# [EXERCISE BRIEF]
Report back every line from the entries below in which the word "String" occurs.

Records contained in a dataset:
--------------------------------------------------

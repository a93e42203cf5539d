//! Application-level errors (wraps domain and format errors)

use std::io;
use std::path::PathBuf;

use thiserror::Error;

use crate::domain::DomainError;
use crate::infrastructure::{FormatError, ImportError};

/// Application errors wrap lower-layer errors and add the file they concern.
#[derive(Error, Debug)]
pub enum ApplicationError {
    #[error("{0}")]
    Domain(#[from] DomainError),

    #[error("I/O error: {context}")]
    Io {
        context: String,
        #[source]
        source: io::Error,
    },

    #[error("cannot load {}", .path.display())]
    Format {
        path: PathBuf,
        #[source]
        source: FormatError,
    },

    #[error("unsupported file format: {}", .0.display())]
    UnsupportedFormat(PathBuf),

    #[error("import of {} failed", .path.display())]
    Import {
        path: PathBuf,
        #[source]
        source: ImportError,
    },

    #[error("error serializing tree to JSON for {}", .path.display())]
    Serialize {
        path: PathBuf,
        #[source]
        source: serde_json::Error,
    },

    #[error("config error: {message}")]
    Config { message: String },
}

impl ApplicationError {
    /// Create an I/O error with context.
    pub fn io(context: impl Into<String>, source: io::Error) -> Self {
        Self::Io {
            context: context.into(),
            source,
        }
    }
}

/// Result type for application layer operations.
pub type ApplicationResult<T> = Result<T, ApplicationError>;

--------------------------------------------------

# [WRITTEN SOLUTION]
        context: String,
    Config { message: String },
    pub fn io(context: impl Into<String>, source: io::Error) -> Self {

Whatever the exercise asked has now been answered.